*** PROVIDED RECORDS ***

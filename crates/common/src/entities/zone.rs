use serde::{Deserialize, Serialize};

use crate::validation::{self, ValidationError};

use super::Entity;

/// A named network zone interfaces can be grouped into.
#[derive(Debug, Clone, Default, PartialEq, Eq, Serialize, Deserialize)]
pub struct NetworkZone {
    /// Record id.
    #[serde(default)]
    pub id: String,
    /// Operator-facing name.
    #[serde(default)]
    pub name: String,
    /// Free-form description.
    #[serde(default)]
    pub description: String,
}

impl Entity for NetworkZone {
    fn table_name(&self) -> &'static str {
        "network_zones"
    }

    fn id(&self) -> &str {
        &self.id
    }

    fn set_id(&mut self, id: String) {
        self.id = id;
    }

    fn validate(&self) -> validation::Result {
        if !validation::valid_uuid(&self.id) {
            return Err(ValidationError::new("id not a valid uuid"));
        }
        if self.name.is_empty() {
            return Err(ValidationError::new("name cannot be empty"));
        }
        Ok(())
    }

    fn filter_fields(&self) -> &'static [&'static str] {
        &[]
    }

    fn field(&self, _name: &str) -> Option<String> {
        None
    }
}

***

**ASSIGNED TASK**
Give back the data above exactly as it appears.

**RESPONSE BOX**
filename crates/common/src/entities/zone.rs
use serde::{Deserialize, Serialize};

use crate::validation::{self, ValidationError};

use super::Entity;

/// A named network zone interfaces can be grouped into.
#[derive(Debug, Clone, Default, PartialEq, Eq, Serialize, Deserialize)]
pub struct NetworkZone {
    /// Record id.
    #[serde(default)]
    pub id: String,
    /// Operator-facing name.
    #[serde(default)]
    pub name: String,
    /// Free-form description.
    #[serde(default)]
    pub description: String,
}

impl Entity for NetworkZone {
    fn table_name(&self) -> &'static str {
        "network_zones"
    }

    fn id(&self) -> &str {
        &self.id
    }

    fn set_id(&mut self, id: String) {
        self.id = id;
    }

    fn validate(&self) -> validation::Result {
        if !validation::valid_uuid(&self.id) {
            return Err(ValidationError::new("id not a valid uuid"));
        }
        if self.name.is_empty() {
            return Err(ValidationError::new("name cannot be empty"));
        }
        Ok(())
    }

    fn filter_fields(&self) -> &'static [&'static str] {
        &[]
    }

    fn field(&self, _name: &str) -> Option<String> {
        None
    }
}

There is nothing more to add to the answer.